### Dataset entries
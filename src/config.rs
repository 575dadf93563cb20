use std::collections::BTreeMap;
use std::path::{Path, PathBuf};
use std::time::Duration;

use anyhow::{Context, Result};
use chrono_tz::Tz;
use serde::{Deserialize, Serialize};

use crate::duration::{deserialize_duration, serialize_duration};
use crate::models::Currency;

fn default_display_currency() -> String {
    "USD".to_string()
}

/// Display/output formatting configuration.
#[derive(Debug, Clone, Serialize, Deserialize)]
#[serde(default)]
pub struct DisplayConfig {
    /// Round display-currency values to this many decimal places when rendering.
    ///
    /// Presentation only; calculations keep full precision.
    pub currency_decimals: Option<u32>,

    /// Render display-currency values with thousands separators.
    pub currency_grouping: bool,
}

impl Default for DisplayConfig {
    fn default() -> Self {
        Self {
            currency_decimals: Some(2),
            currency_grouping: false,
        }
    }
}

/// Upstream quote providers the resolver knows how to build.
#[derive(Debug, Clone, Copy, PartialEq, Eq, Hash, PartialOrd, Ord, Serialize, Deserialize)]
#[serde(rename_all = "snake_case")]
pub enum ProviderKind {
    Coingecko,
    Cryptocompare,
    TwelveData,
    Eodhd,
}

impl ProviderKind {
    pub fn requires_api_key(self) -> bool {
        matches!(self, ProviderKind::TwelveData | ProviderKind::Eodhd)
    }

    fn default_api_key_env(self) -> &'static str {
        match self {
            ProviderKind::Coingecko => "COINGECKO_API_KEY",
            ProviderKind::Cryptocompare => "CRYPTOCOMPARE_API_KEY",
            ProviderKind::TwelveData => "TWELVE_DATA_API_KEY",
            ProviderKind::Eodhd => "EODHD_API_KEY",
        }
    }
}

/// Ordered provider chains per asset class. The first entry is the primary.
#[derive(Debug, Clone, Serialize, Deserialize)]
#[serde(default)]
pub struct ProviderChains {
    pub crypto: Vec<ProviderKind>,
    /// Used for both stocks and ETFs.
    pub equity: Vec<ProviderKind>,
}

impl Default for ProviderChains {
    fn default() -> Self {
        Self {
            crypto: vec![ProviderKind::Coingecko, ProviderKind::Cryptocompare],
            equity: vec![ProviderKind::TwelveData, ProviderKind::Eodhd],
        }
    }
}

fn default_crypto_ttl() -> Duration {
    Duration::from_secs(5 * 60)
}

fn default_equity_ttl() -> Duration {
    Duration::from_secs(30 * 60)
}

fn default_provider_timeout() -> Duration {
    Duration::from_secs(10)
}

fn default_batch_deadline() -> Duration {
    Duration::from_secs(30)
}

/// Price resolution settings.
#[derive(Debug, Clone, Serialize, Deserialize)]
#[serde(default)]
pub struct PricingConfig {
    /// How long a cached crypto quote counts as fresh.
    #[serde(
        default = "default_crypto_ttl",
        deserialize_with = "deserialize_duration",
        serialize_with = "serialize_duration"
    )]
    pub crypto_ttl: Duration,

    /// How long a cached stock/ETF quote counts as fresh.
    #[serde(
        default = "default_equity_ttl",
        deserialize_with = "deserialize_duration",
        serialize_with = "serialize_duration"
    )]
    pub equity_ttl: Duration,

    /// Timeout for a single provider batch call.
    #[serde(
        default = "default_provider_timeout",
        deserialize_with = "deserialize_duration",
        serialize_with = "serialize_duration"
    )]
    pub provider_timeout: Duration,

    /// Overall deadline for one resolution batch.
    #[serde(
        default = "default_batch_deadline",
        deserialize_with = "deserialize_duration",
        serialize_with = "serialize_duration"
    )]
    pub batch_deadline: Duration,

    /// Upper bound on provider calls in flight at once.
    pub max_concurrent_requests: usize,

    pub providers: ProviderChains,

    /// Environment variable holding each provider's API key.
    pub api_key_env: BTreeMap<ProviderKind, String>,
}

impl Default for PricingConfig {
    fn default() -> Self {
        Self {
            crypto_ttl: default_crypto_ttl(),
            equity_ttl: default_equity_ttl(),
            provider_timeout: default_provider_timeout(),
            batch_deadline: default_batch_deadline(),
            max_concurrent_requests: 4,
            providers: ProviderChains::default(),
            api_key_env: BTreeMap::new(),
        }
    }
}

impl PricingConfig {
    /// Name of the environment variable to read `kind`'s API key from.
    pub fn api_key_env(&self, kind: ProviderKind) -> String {
        self.api_key_env
            .get(&kind)
            .cloned()
            .unwrap_or_else(|| kind.default_api_key_env().to_string())
    }
}

#[derive(Debug, Clone, Copy, PartialEq, Eq, Serialize, Deserialize)]
#[serde(rename_all = "snake_case")]
pub enum FxSourceKind {
    Frankfurter,
    None,
}

/// Exchange rate settings.
#[derive(Debug, Clone, Serialize, Deserialize)]
#[serde(default)]
pub struct FxConfig {
    pub source: FxSourceKind,

    /// Static directed rates keyed as `"FROM/TO"`, e.g. `"EUR/USD" = "1.08"`.
    ///
    /// Static rates take precedence over the source.
    pub rates: BTreeMap<String, String>,
}

impl Default for FxConfig {
    fn default() -> Self {
        Self {
            source: FxSourceKind::Frankfurter,
            rates: BTreeMap::new(),
        }
    }
}

/// Asset-related defaults.
#[derive(Debug, Clone, Serialize, Deserialize)]
#[serde(default)]
pub struct AssetsConfig {
    /// Quantity precision for custom assets without a catalog entry.
    pub custom_precision: u32,
}

impl Default for AssetsConfig {
    fn default() -> Self {
        Self { custom_precision: 2 }
    }
}

/// Application configuration as written in `lotfolio.toml`.
#[derive(Debug, Clone, Serialize, Deserialize)]
#[serde(default)]
pub struct Config {
    /// Path to data directory. If relative, resolved from the config file location.
    pub data_dir: Option<PathBuf>,

    /// Currency portfolio totals are reported in.
    #[serde(default = "default_display_currency")]
    pub display_currency: String,

    /// Currency provider quotes are requested in.
    #[serde(default = "default_display_currency")]
    pub base_currency: String,

    /// IANA timezone used to decide which calendar day a snapshot belongs to.
    pub timezone: Option<String>,

    pub pricing: PricingConfig,
    pub fx: FxConfig,
    pub display: DisplayConfig,
    pub assets: AssetsConfig,
}

impl Default for Config {
    fn default() -> Self {
        Self {
            data_dir: None,
            display_currency: default_display_currency(),
            base_currency: default_display_currency(),
            timezone: None,
            pricing: PricingConfig::default(),
            fx: FxConfig::default(),
            display: DisplayConfig::default(),
            assets: AssetsConfig::default(),
        }
    }
}

impl Config {
    pub fn load(path: &Path) -> Result<Self> {
        let content = std::fs::read_to_string(path)
            .with_context(|| format!("Failed to read config file: {}", path.display()))?;

        toml::from_str(&content)
            .with_context(|| format!("Failed to parse config file: {}", path.display()))
    }

    pub fn resolve_data_dir(&self, config_dir: &Path) -> PathBuf {
        match &self.data_dir {
            Some(data_dir) if data_dir.is_absolute() => data_dir.clone(),
            Some(data_dir) => config_dir.join(data_dir),
            None => config_dir.to_path_buf(),
        }
    }

    /// Validate string fields and resolve paths.
    pub fn resolve(self, config_dir: &Path) -> Result<ResolvedConfig> {
        let data_dir = self.resolve_data_dir(config_dir);
        let display_currency = Currency::parse(&self.display_currency)
            .context("Invalid display_currency in config")?;
        let base_currency =
            Currency::parse(&self.base_currency).context("Invalid base_currency in config")?;
        let timezone = match self.timezone.as_deref() {
            Some(name) => name
                .parse::<Tz>()
                .map_err(|e| anyhow::anyhow!("Invalid timezone {name:?} in config: {e}"))?,
            None => Tz::UTC,
        };
        if self.pricing.max_concurrent_requests == 0 {
            anyhow::bail!("pricing.max_concurrent_requests must be at least 1");
        }

        Ok(ResolvedConfig {
            data_dir,
            display_currency,
            base_currency,
            timezone,
            pricing: self.pricing,
            fx: self.fx,
            display: self.display,
            assets: self.assets,
        })
    }
}

/// Loaded configuration with resolved paths and parsed codes.
#[derive(Debug, Clone)]
pub struct ResolvedConfig {
    pub data_dir: PathBuf,
    pub display_currency: Currency,
    pub base_currency: Currency,
    pub timezone: Tz,
    pub pricing: PricingConfig,
    pub fx: FxConfig,
    pub display: DisplayConfig,
    pub assets: AssetsConfig,
}

/// Returns the default config file path.
///
/// Resolution order:
/// 1. `./lotfolio.toml` if it exists in current directory
/// 2. `~/.local/share/lotfolio/lotfolio.toml` (XDG data directory)
pub fn default_config_path() -> PathBuf {
    let local_config = PathBuf::from("lotfolio.toml");
    if local_config.exists() {
        return local_config;
    }

    if let Some(data_dir) = dirs::data_dir() {
        return data_dir.join("lotfolio").join("lotfolio.toml");
    }

    local_config
}

impl ResolvedConfig {
    /// Load and resolve config from a file path.
    pub fn load(config_path: &Path) -> Result<Self> {
        let config_path = config_path
            .canonicalize()
            .with_context(|| format!("Config file not found: {}", config_path.display()))?;

        let config_dir = config_path
            .parent()
            .context("Config file has no parent directory")?;

        Config::load(&config_path)?.resolve(config_dir)
    }

    /// Load config, or fall back to defaults rooted at the config file's directory.
    pub fn load_or_default(config_path: &Path) -> Result<Self> {
        if config_path.exists() {
            return Self::load(config_path);
        }

        let config_path = if config_path.is_relative() {
            std::env::current_dir()
                .context("Failed to get current directory")?
                .join(config_path)
        } else {
            config_path.to_path_buf()
        };
        let config_dir = config_path
            .parent()
            .context("Config path has no parent directory")?;

        Config::default().resolve(config_dir)
    }
}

### PROBLEM
Count how many lines in the data contain the word "DisplayConfig". Reply with that number only.

### RESPONSE FOR THIS EXERCISE
5